Si la région a été peuplée dès avant la période romaine, ce n'est qu'au 18e siècle que Berne imagine qu'elle pourrait servir de zone d'arrêt militaire à un envahisseur venant de l'Ouest. Une première ligne de défense s'étire ainsi en 1792 entre Nyon et Bonmont, mais la deuxième prévoit des positions principales derrière la Promenthouse et la Dullive. A fin 1797 les troupes françaises, ayant occupé Genève, se rendront à Lausanne sans coup férir et mettront fin à l'Ancien Régime en Pays de Vaud. Dès la fondation de la Confédération moderne, en 1848, on se rendra compte que la Promenthouse forme le premier obstacle naturel à l'Ouest. Mais il faudra attendre l'entre-deux-guerres pour assister aux premiers travaux de fortification.

 

1. La Ligne de la Promenthouse

1. 1. Le terrain de La Côte dans notre région

Un certain nombre de ruisseaux descendant du Jura ont creusé un lit profond dans le terrain et forment, pour un ennemi venant du Pays de Gex, une série d'obstacles, les uns derrière les autres, qui peuvent être assez facilement défendus depuis les plateaux et les pentes situés à l'arrière.

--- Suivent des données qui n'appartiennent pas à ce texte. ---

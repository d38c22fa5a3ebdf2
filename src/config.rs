//! Service configuration
//!
//! Loaded from an optional `harness.{toml,yaml,json}` file and `HARNESS_*`
//! environment variables (nested keys use `__`, e.g. `HARNESS_TRAFFIC__SEED`).

use serde::Deserialize;
use std::io::IsTerminal;
use std::net::{IpAddr, Ipv4Addr, SocketAddr};
use std::ops::RangeInclusive;
use std::time::Duration;

#[derive(Debug, thiserror::Error)]
pub enum ConfigError {
    #[error("failed to load configuration: {0}")]
    Load(#[from] ::config::ConfigError),
    #[error("invalid configuration: {0}")]
    Invalid(String),
}

#[derive(Debug, Clone, Deserialize)]
#[serde(default)]
pub struct AppConfig {
    pub host: IpAddr,
    pub port: u16,
    pub access_log: AccessLogConfig,
    pub traffic: TrafficConfig,
}

impl Default for AppConfig {
    fn default() -> Self {
        Self {
            host: IpAddr::V4(Ipv4Addr::UNSPECIFIED),
            port: 8000,
            access_log: AccessLogConfig::default(),
            traffic: TrafficConfig::default(),
        }
    }
}

/// When access lines are styled with terminal colors
#[derive(Debug, Clone, Copy, PartialEq, Eq, Deserialize)]
#[serde(rename_all = "lowercase")]
pub enum ColorMode {
    Auto,
    Always,
    Never,
}

impl ColorMode {
    pub fn enabled(self) -> bool {
        match self {
            ColorMode::Auto => std::io::stdout().is_terminal(),
            ColorMode::Always => true,
            ColorMode::Never => false,
        }
    }
}

#[derive(Debug, Clone, Deserialize)]
#[serde(default)]
pub struct AccessLogConfig {
    /// Latency at or above this is shown in the warning style
    pub warn_latency_ms: f64,
    /// Latency at or above this is shown in the slow style
    pub slow_latency_ms: f64,
    pub favicon_cache_secs: u64,
    pub color: ColorMode,
}

impl Default for AccessLogConfig {
    fn default() -> Self {
        Self {
            warn_latency_ms: 100.0,
            slow_latency_ms: 500.0,
            favicon_cache_secs: 31_536_000,
            color: ColorMode::Auto,
        }
    }
}

#[derive(Debug, Clone, Deserialize)]
#[serde(default)]
pub struct TrafficConfig {
    pub enabled: bool,
    /// Defaults to the service's own loopback address
    pub base_url: Option<String>,
    pub warmup_secs: f64,
    pub min_delay_secs: f64,
    pub max_delay_secs: f64,
    pub request_timeout_secs: f64,
    pub item_id_min: u32,
    pub item_id_max: u32,
    /// Fixed RNG seed; entropy-seeded when unset
    pub seed: Option<u64>,
}

impl Default for TrafficConfig {
    fn default() -> Self {
        Self {
            enabled: true,
            base_url: None,
            warmup_secs: 2.0,
            min_delay_secs: 0.5,
            max_delay_secs: 2.0,
            request_timeout_secs: 5.0,
            item_id_min: 1000,
            item_id_max: 9999,
            seed: None,
        }
    }
}

impl TrafficConfig {
    pub fn warmup(&self) -> Duration {
        Duration::from_secs_f64(self.warmup_secs)
    }

    pub fn request_timeout(&self) -> Duration {
        Duration::from_secs_f64(self.request_timeout_secs)
    }

    pub fn item_ids(&self) -> RangeInclusive<u32> {
        self.item_id_min..=self.item_id_max
    }

    fn validate(&self) -> Result<(), ConfigError> {
        let delays = [
            ("traffic.warmup_secs", self.warmup_secs),
            ("traffic.min_delay_secs", self.min_delay_secs),
            ("traffic.max_delay_secs", self.max_delay_secs),
        ];
        for (key, value) in delays {
            if !value.is_finite() || value < 0.0 {
                return Err(ConfigError::Invalid(format!(
                    "{} must be a non-negative number, got {}",
                    key, value
                )));
            }
        }
        if self.min_delay_secs > self.max_delay_secs {
            return Err(ConfigError::Invalid(format!(
                "traffic.min_delay_secs ({}) exceeds traffic.max_delay_secs ({})",
                self.min_delay_secs, self.max_delay_secs
            )));
        }
        if !self.request_timeout_secs.is_finite() || self.request_timeout_secs <= 0.0 {
            return Err(ConfigError::Invalid(
                "traffic.request_timeout_secs must be positive".to_string(),
            ));
        }
        if self.item_id_min > self.item_id_max {
            return Err(ConfigError::Invalid(format!(
                "traffic item id range {}..={} is empty",
                self.item_id_min, self.item_id_max
            )));
        }
        Ok(())
    }
}

impl AppConfig {
    pub fn load() -> Result<Self, ConfigError> {
        let settings = ::config::Config::builder()
            .add_source(::config::File::with_name("harness").required(false))
            .add_source(
                ::config::Environment::with_prefix("HARNESS")
                    .prefix_separator("_")
                    .separator("__")
                    .try_parsing(true),
            )
            .build()?;

        let config: AppConfig = settings.try_deserialize()?;
        config.validate()?;
        Ok(config)
    }

    pub fn validate(&self) -> Result<(), ConfigError> {
        let log = &self.access_log;
        if !(log.warn_latency_ms >= 0.0 && log.warn_latency_ms <= log.slow_latency_ms) {
            return Err(ConfigError::Invalid(format!(
                "access_log latency thresholds must satisfy 0 <= warn ({}) <= slow ({})",
                log.warn_latency_ms, log.slow_latency_ms
            )));
        }
        self.traffic.validate()
    }

    pub fn listen_addr(&self) -> SocketAddr {
        SocketAddr::new(self.host, self.port)
    }

    /// Where the traffic generator sends its requests
    pub fn traffic_base_url(&self) -> String {
        match &self.traffic.base_url {
            Some(url) => url.trim_end_matches('/').to_string(),
            None => format!("http://127.0.0.1:{}", self.port),
        }
    }
}

#[cfg(test)]
mod tests {
    use super::*;

    #[test]
    fn test_defaults_are_valid() {
        let config = AppConfig::default();
        tokio_test::assert_ok!(config.validate());
        assert_eq!(config.port, 8000);
        assert_eq!(config.access_log.favicon_cache_secs, 31_536_000);
        assert_eq!(config.traffic.item_ids(), 1000..=9999);
        assert_eq!(config.traffic.request_timeout(), Duration::from_secs(5));
    }

    #[test]
    fn test_base_url_derived_from_port() {
        let mut config = AppConfig::default();
        config.port = 9100;
        assert_eq!(config.traffic_base_url(), "http://127.0.0.1:9100");

        config.traffic.base_url = Some("http://localhost:8080/".to_string());
        assert_eq!(config.traffic_base_url(), "http://localhost:8080");
    }

    #[test]
    fn test_rejects_inverted_delay_range() {
        let mut config = AppConfig::default();
        config.traffic.min_delay_secs = 3.0;
        assert!(matches!(config.validate(), Err(ConfigError::Invalid(_))));
    }

    #[test]
    fn test_rejects_inverted_latency_thresholds() {
        let mut config = AppConfig::default();
        config.access_log.warn_latency_ms = 800.0;
        assert!(matches!(config.validate(), Err(ConfigError::Invalid(_))));
    }

    #[test]
    fn test_rejects_empty_item_range() {
        let mut config = AppConfig::default();
        config.traffic.item_id_min = 10;
        config.traffic.item_id_max = 9;
        tokio_test::assert_err!(config.validate());
    }

    #[test]
    fn test_color_mode_explicit() {
        assert!(ColorMode::Always.enabled());
        assert!(!ColorMode::Never.enabled());
    }
}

Après la Versoix, le Bairon et l'Asse (Nyon), La Promenthouse et ses affluents sont les premières rivières dans le secteur Ouest pouvant former une ligne d'arrêt pour la défense de la région. Les secteurs concernés sont : 1) St-Georges-Vallon de Prévondavaux (3 km SSE St-Georges, 2 km E Longirod), 2) Prévondavaux-Begnins (côte traversée par Le Merdasson-Combe de Bursins), 3) Begnins - Lac Léman (le plus faible).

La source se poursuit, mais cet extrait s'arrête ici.